Closer to home, this month it reported buying Yorba Linda Palms, a 44-unit complex along Yorba Linda Boulevard, next to Imperial Highway. Terms of the purchase were not immediately disclosed.
The Yorba Linda Palms buy comes three months after Avanath paid $11.8 million for St. John’s Manor, a 36-unit complex in East Side Costa Mesa.
Also late last year, Avanath paid a reported $65 million for Corona’s River Run Senior, a 360-unit affordable seniors housing community just north of the 91 (Riverside) Freeway, along River Road.
The Corona complex traded hands for about $180,000 a unit. River Run Senior is about 3 miles from Orange County.
Avanath now owns 13 properties in Southern California with over 2,200 units under management in the region.
River Run is the company’s second acquisition in Riverside County, and first since 2014.
The investor’s also been extremely active in Orange County of late, with a quartet of acquisitions over the past two and half years. Other recent local buys included the Overlook at Anaheim Hills, an $87.5 million deal inked in mid-2021. That complex, also close to the 91 Freeway, is about a dozen miles west of River Run. It sold for about $335,000 per unit.
Near the start of 2021, it made its first OC acquisition, paying $19.9 million, or about $234,000 per unit, for The Grove Senior Apartments, an 85-unit independent living community in Garden Grove.
While the multifamily market at large has been on fire of late, there’s also been a recent growth of multifamily investment in non-gateway markets, Carter noted in the company’s latest quarterly newsletter.
“Working from home is shifting the demographic landscape of America. While cities like New York City, Washington, D.C., Los Angeles, and San Francisco will continue to be the major focus of investors and developers, other cities are becoming more attractive because they are affordable and have progressive development policy,” he told investors.
“Two cities I am bullish on are Detroit and El Paso,” he said. “Detroit and El Paso are border cities and major distribution hubs. We are breaking ground on a development property in Detroit next spring that will have a cost basis that is 35% of new construction in coastal cities.”
What to watch for the apartment sector in 2022?
ESG—short for Environmental, Social, and Governance—will continue to grow in importance in the multifamily industry, according to Carter.
“Avanath’s mission has put much emphasis on the ‘S’—social impacts—in many of the services we provide our residents, including wellness, after school programs, and financial literacy,” he wrote recently.
Now, he says, the company is “putting more emphasis on the ‘E’—clean energy and water preservation. We see many credible options/strategies for greater solar power usage. These strategies are certainly important to multifamily investors, but increasingly important to our residents.”

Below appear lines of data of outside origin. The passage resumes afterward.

use shared::Income;

use crate::domain::models::income::DomainIncome;

pub struct IncomeMapper;

impl IncomeMapper {
    /// Convert domain DomainIncome to shared Income DTO
    pub fn to_dto(domain: DomainIncome) -> Income {
        Income::from(domain)
    }

    pub fn to_dto_list(domain_incomes: Vec<DomainIncome>) -> Vec<Income> {
        domain_incomes.into_iter().map(Self::to_dto).collect()
    }
}

#[cfg(test)]
mod tests {
    use super::*;
    use chrono::NaiveDate;

    #[test]
    fn test_income_mapping_preserves_fields() {
        let domain = DomainIncome {
            id: "i1".to_string(),
            income_source: "Investments".to_string(),
            description: "Bond coupon".to_string(),
            income_category: "investment".to_string(),
            income_type: "Annually".to_string(),
            amount: 3000.0,
            date: NaiveDate::from_ymd_opt(2024, 6, 30).unwrap(),
            phone: "0771234567".to_string(),
        };

        let dto = IncomeMapper::to_dto(domain.clone());
        assert_eq!(dto.id, domain.id);
        assert_eq!(dto.income_type, "Annually");
        assert_eq!(dto.date, domain.date);
        assert_eq!(dto.amount, 3000.0);
    }
}
pub mod budget_mapper;
pub mod expense_mapper;
pub mod income_mapper;
pub mod user_mapper;

pub use budget_mapper::BudgetMapper;
pub use expense_mapper::ExpenseMapper;
pub use income_mapper::IncomeMapper;
pub use user_mapper::UserMapper;
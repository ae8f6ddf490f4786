use shared::UserProfile;

use crate::domain::models::user::User;

pub struct UserMapper;

impl UserMapper {
    /// Public profile of a user; the password hash never leaves the backend
    pub fn to_profile(user: User) -> UserProfile {
        UserProfile {
            id: user.id,
            name: user.name,
            email: user.email,
        }
    }
}
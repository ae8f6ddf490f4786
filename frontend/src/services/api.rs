use gloo::net::http::{Request, RequestBuilder, Response};
use serde::{de::DeserializeOwned, Serialize};
use shared::{
    EntryResource, LoginRequest, LoginResponse, MessageResponse, RegisterRequest, UserProfile,
};

const DEFAULT_BASE_URL: &str = "http://localhost:5000";

/// API client for communicating with the backend server
#[derive(Clone, PartialEq)]
pub struct ApiClient {
    base_url: String,
}

impl Default for ApiClient {
    fn default() -> Self {
        Self::new()
    }
}

impl ApiClient {
    /// Create a new API client with the default base URL
    pub fn new() -> Self {
        Self {
            base_url: DEFAULT_BASE_URL.to_string(),
        }
    }

    fn collection_url<R: EntryResource>(&self) -> String {
        format!("{}/api/{}", self.base_url, R::COLLECTION)
    }

    fn entry_url<R: EntryResource>(&self, id: &str) -> String {
        format!("{}/api/{}/{}", self.base_url, R::COLLECTION, id)
    }

    /// Download link for the spreadsheet export of a collection
    pub fn csv_url<R: EntryResource>(&self) -> String {
        format!("{}/api/reports/{}/csv", self.base_url, R::COLLECTION)
    }

    pub async fn list<R: EntryResource>(&self) -> Result<Vec<R::Entry>, String> {
        let response = Request::get(&self.collection_url::<R>())
            .send()
            .await
            .map_err(|e| format!("Failed to fetch {}: {}", R::COLLECTION, e))?;
        read_json(response).await
    }

    /// A single entry by id
    pub async fn get<R: EntryResource>(&self, id: &str) -> Result<R::Entry, String> {
        let response = Request::get(&self.entry_url::<R>(id))
            .send()
            .await
            .map_err(|e| format!("Failed to fetch {} {}: {}", R::TITLE.to_lowercase(), id, e))?;
        read_json(response).await
    }

    pub async fn create<R: EntryResource>(&self, request: &R::Request) -> Result<R::Entry, String> {
        send_json(Request::post(&self.collection_url::<R>()), request).await
    }

    pub async fn update<R: EntryResource>(
        &self,
        id: &str,
        request: &R::Request,
    ) -> Result<R::Entry, String> {
        send_json(Request::put(&self.entry_url::<R>(id)), request).await
    }

    pub async fn delete<R: EntryResource>(&self, id: &str) -> Result<MessageResponse, String> {
        let response = Request::delete(&self.entry_url::<R>(id))
            .send()
            .await
            .map_err(|e| format!("Network error: {}", e))?;
        read_json(response).await
    }

    pub async fn register(&self, request: &RegisterRequest) -> Result<MessageResponse, String> {
        let url = format!("{}/api/users/register", self.base_url);
        send_json(Request::post(&url), request).await
    }

    pub async fn login(&self, request: &LoginRequest) -> Result<LoginResponse, String> {
        let url = format!("{}/api/users/login", self.base_url);
        send_json(Request::post(&url), request).await
    }

    /// Profile of the user the token belongs to
    pub async fn me(&self, token: &str) -> Result<UserProfile, String> {
        let url = format!("{}/api/users/me", self.base_url);
        let response = Request::get(&url)
            .header("Authorization", &format!("Bearer {}", token))
            .send()
            .await
            .map_err(|e| format!("Network error: {}", e))?;
        read_json(response).await
    }
}

async fn send_json<B, T>(builder: RequestBuilder, body: &B) -> Result<T, String>
where
    B: Serialize,
    T: DeserializeOwned,
{
    let response = builder
        .json(body)
        .map_err(|e| format!("Failed to serialize request: {}", e))?
        .send()
        .await
        .map_err(|e| format!("Network error: {}", e))?;
    read_json(response).await
}

/// Decode a success body, or surface the server's `{message}` on failure
async fn read_json<T: DeserializeOwned>(response: Response) -> Result<T, String> {
    if response.ok() {
        return response
            .json::<T>()
            .await
            .map_err(|e| format!("Failed to parse response: {}", e));
    }

    let status = response.status();
    match response.json::<MessageResponse>().await {
        Ok(body) => Err(body.message),
        Err(_) => Err(format!("Request failed with status {}", status)),
    }
}
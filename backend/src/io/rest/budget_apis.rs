//! # REST API for Budgets

use axum::{
    extract::{Path, State},
    http::StatusCode,
    response::{IntoResponse, Json},
    routing::get,
    Router,
};
use shared::{BudgetRequest, MessageResponse};
use tracing::{error, info};

use crate::io::rest::extract::ApiJson;
use crate::io::rest::mappers::BudgetMapper;
use crate::AppState;

pub fn router() -> Router<AppState> {
    Router::new()
        .route("/", get(list_budgets).post(create_budget))
        .route("/:id", get(get_budget).put(update_budget).delete(delete_budget))
}

pub async fn list_budgets(State(state): State<AppState>) -> impl IntoResponse {
    info!("GET /api/budgets");

    match state.budget_service.list().await {
        Ok(budgets) => (StatusCode::OK, Json(BudgetMapper::to_dto_list(budgets))).into_response(),
        Err(e) => {
            error!("Failed to list budgets: {}", e);
            e.into_response()
        }
    }
}

pub async fn get_budget(State(state): State<AppState>, Path(id): Path<String>) -> impl IntoResponse {
    info!("GET /api/budgets/{}", id);

    match state.budget_service.get_by_id(&id).await {
        Ok(budget) => (StatusCode::OK, Json(BudgetMapper::to_dto(budget))).into_response(),
        Err(e) => {
            error!("Failed to get budget {}: {}", id, e);
            e.into_response()
        }
    }
}

pub async fn create_budget(
    State(state): State<AppState>,
    ApiJson(request): ApiJson<BudgetRequest>,
) -> impl IntoResponse {
    info!("POST /api/budgets - request: {:?}", request);

    match state.budget_service.create(request).await {
        Ok(budget) => (StatusCode::CREATED, Json(BudgetMapper::to_dto(budget))).into_response(),
        Err(e) => {
            error!("Failed to create budget: {}", e);
            e.into_response()
        }
    }
}

pub async fn update_budget(
    State(state): State<AppState>,
    Path(id): Path<String>,
    ApiJson(request): ApiJson<BudgetRequest>,
) -> impl IntoResponse {
    info!("PUT /api/budgets/{} - request: {:?}", id, request);

    match state.budget_service.update(&id, request).await {
        Ok(budget) => (StatusCode::OK, Json(BudgetMapper::to_dto(budget))).into_response(),
        Err(e) => {
            error!("Failed to update budget {}: {}", id, e);
            e.into_response()
        }
    }
}

pub async fn delete_budget(State(state): State<AppState>, Path(id): Path<String>) -> impl IntoResponse {
    info!("DELETE /api/budgets/{}", id);

    match state.budget_service.delete(&id).await {
        Ok(()) => (StatusCode::OK, Json(MessageResponse::new("Budget deleted successfully"))).into_response(),
        Err(e) => {
            error!("Failed to delete budget {}: {}", id, e);
            e.into_response()
        }
    }
}
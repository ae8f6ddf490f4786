//! Types shared between the finance tracker backend and the yew frontend.
//!
//! Everything that crosses the wire lives here, together with the pieces of
//! logic both sides must agree on: the field catalog and validation rules,
//! the aggregation engine behind charts and budget suggestions, and the
//! tabular report builder used for exports.

use chrono::NaiveDate;
use serde::{Deserialize, Serialize};

pub mod aggregation;
pub mod fields;
pub mod report;
pub mod resource;
pub mod validation;

pub use aggregation::{BudgetCheck, Entry, GroupTotal, MonthKey, MonthlyTotal, Summary};
pub use fields::{FieldKind, FieldSpec, Requirement};
pub use report::{ReportPage, TabularReport};
pub use resource::{BudgetResource, EntryResource, ExpenseResource, IncomeResource};
pub use validation::{
    Draft, FieldError, FieldSource, FieldValue, Operation, ValidationReport, ValidationScope,
};

/// An income entry as stored and returned by the API
#[derive(Debug, Clone, PartialEq, Serialize, Deserialize)]
#[serde(rename_all = "camelCase")]
pub struct Income {
    pub id: String,
    /// Where the money came from (Product Sales, Royalties, ...)
    pub income_source: String,
    pub description: String,
    pub income_category: String,
    /// Recurrence of the income (one-time, Weekly, ...)
    pub income_type: String,
    pub amount: f64,
    pub date: NaiveDate,
    /// Contact number, exactly 10 digits
    pub phone: String,
}

/// An expense entry as stored and returned by the API
#[derive(Debug, Clone, PartialEq, Serialize, Deserialize)]
#[serde(rename_all = "camelCase")]
pub struct Expense {
    pub id: String,
    /// Payee name
    pub name: String,
    pub description: String,
    pub category: String,
    pub amount: f64,
    pub date: NaiveDate,
    pub responsible_person: String,
    pub notes: String,
    pub phone: String,
}

/// A budget plan entry as stored and returned by the API
#[derive(Debug, Clone, PartialEq, Serialize, Deserialize)]
#[serde(rename_all = "camelCase")]
pub struct Budget {
    pub id: String,
    pub amount: f64,
    pub category: String,
    pub notes: String,
    pub start_date: NaiveDate,
    pub responsible_person: String,
    pub phone: String,
}

/// Body of `POST /api/incomes` and `PUT /api/incomes/:id`.
///
/// Every field is optional on the wire so that a missing field surfaces as a
/// validation message instead of a deserialization failure.
#[derive(Debug, Clone, Default, PartialEq, Serialize, Deserialize)]
#[serde(rename_all = "camelCase", default)]
pub struct IncomeRequest {
    pub income_source: Option<String>,
    pub description: Option<String>,
    pub income_category: Option<String>,
    pub income_type: Option<String>,
    pub amount: Option<f64>,
    /// Calendar date, `YYYY-MM-DD` (an RFC 3339 timestamp is also accepted)
    pub date: Option<String>,
    pub phone: Option<String>,
}

/// Body of `POST /api/expenses` and `PUT /api/expenses/:id`
#[derive(Debug, Clone, Default, PartialEq, Serialize, Deserialize)]
#[serde(rename_all = "camelCase", default)]
pub struct ExpenseRequest {
    pub name: Option<String>,
    pub description: Option<String>,
    pub category: Option<String>,
    pub amount: Option<f64>,
    pub date: Option<String>,
    pub responsible_person: Option<String>,
    pub notes: Option<String>,
    pub phone: Option<String>,
}

/// Body of `POST /api/budgets` and `PUT /api/budgets/:id`
#[derive(Debug, Clone, Default, PartialEq, Serialize, Deserialize)]
#[serde(rename_all = "camelCase", default)]
pub struct BudgetRequest {
    pub amount: Option<f64>,
    pub category: Option<String>,
    pub notes: Option<String>,
    pub start_date: Option<String>,
    pub responsible_person: Option<String>,
    pub phone: Option<String>,
}

#[derive(Debug, Clone, Default, PartialEq, Serialize, Deserialize)]
#[serde(default)]
pub struct RegisterRequest {
    pub name: Option<String>,
    pub email: Option<String>,
    pub password: Option<String>,
}

#[derive(Debug, Clone, Default, PartialEq, Serialize, Deserialize)]
#[serde(default)]
pub struct LoginRequest {
    pub email: Option<String>,
    pub password: Option<String>,
}

/// Successful login: a bearer token valid for one hour
#[derive(Debug, Clone, PartialEq, Serialize, Deserialize)]
#[serde(rename_all = "camelCase")]
pub struct LoginResponse {
    pub token: String,
    pub user_id: String,
    pub message: String,
}

/// Public view of a registered user (never carries the password hash)
#[derive(Debug, Clone, PartialEq, Serialize, Deserialize)]
pub struct UserProfile {
    pub id: String,
    pub name: String,
    pub email: String,
}

/// Plain `{message}` body used for confirmations and every error response
#[derive(Debug, Clone, PartialEq, Serialize, Deserialize)]
pub struct MessageResponse {
    pub message: String,
}

impl MessageResponse {
    pub fn new(message: impl Into<String>) -> Self {
        Self {
            message: message.into(),
        }
    }
}

/// A log line forwarded from the browser to `POST /api/logs`
#[derive(Debug, Clone, PartialEq, Serialize, Deserialize)]
pub struct LogEntry {
    pub level: String,
    pub message: String,
    pub component: Option<String>,
}

#[cfg(test)]
mod tests {
    use super::*;

    #[test]
    fn test_income_uses_camel_case_wire_names() {
        let income = Income {
            id: "abc".to_string(),
            income_source: "Royalties".to_string(),
            description: "Book sales".to_string(),
            income_category: "business".to_string(),
            income_type: "Monthly".to_string(),
            amount: 120.5,
            date: NaiveDate::from_ymd_opt(2024, 3, 9).unwrap(),
            phone: "0771234567".to_string(),
        };

        let json = serde_json::to_value(&income).unwrap();
        assert_eq!(json["incomeSource"], "Royalties");
        assert_eq!(json["incomeCategory"], "business");
        assert_eq!(json["date"], "2024-03-09");
    }

    #[test]
    fn test_request_with_missing_fields_deserializes() {
        let request: IncomeRequest =
            serde_json::from_str(r#"{"incomeSource":"Other","amount":10}"#).unwrap();

        assert_eq!(request.income_source.as_deref(), Some("Other"));
        assert_eq!(request.amount, Some(10.0));
        assert!(request.phone.is_none());
        assert!(request.date.is_none());
    }

    #[test]
    fn test_budget_request_start_date_wire_name() {
        let request: BudgetRequest =
            serde_json::from_str(r#"{"startDate":"2024-01-01","responsiblePerson":"Ann"}"#)
                .unwrap();

        assert_eq!(request.start_date.as_deref(), Some("2024-01-01"));
        assert_eq!(request.responsible_person.as_deref(), Some("Ann"));
    }

    #[test]
    fn test_login_response_user_id_wire_name() {
        let response = LoginResponse {
            token: "t".to_string(),
            user_id: "u1".to_string(),
            message: "Login successful".to_string(),
        };

        let json = serde_json::to_value(&response).unwrap();
        assert_eq!(json["userId"], "u1");
    }
}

To that end, early this month Avanath announced that it had become one of the first affordable housing owners to achieve the “Well Health-Safety Rating” across its portfolio.
The recognition, made via the International Well Building Institute, comes a year after Avanath launched an ESG platform, dubbed Amplify, to extend its “authentic social commitments and programs, building an environmental, social and governance program.”
“The health and safety of our residents is a top priority for us and one of the major reasons we decided to roll this initiative out portfolio-wide,” said David Natt, senior vice president of Asset Management at Avanath.
“We’ve always placed a focus on health, even prior to the pandemic.”
The company notes that in 2019, it began to convert underutilized spaces in some senior communities into wellness facilities with screening rooms that have exam tables, medical supplies and medical exam equipment.
It also started to provide residents with free cholesterol checks, flu vaccines, health and wellness classes and fitness classes, among other programs.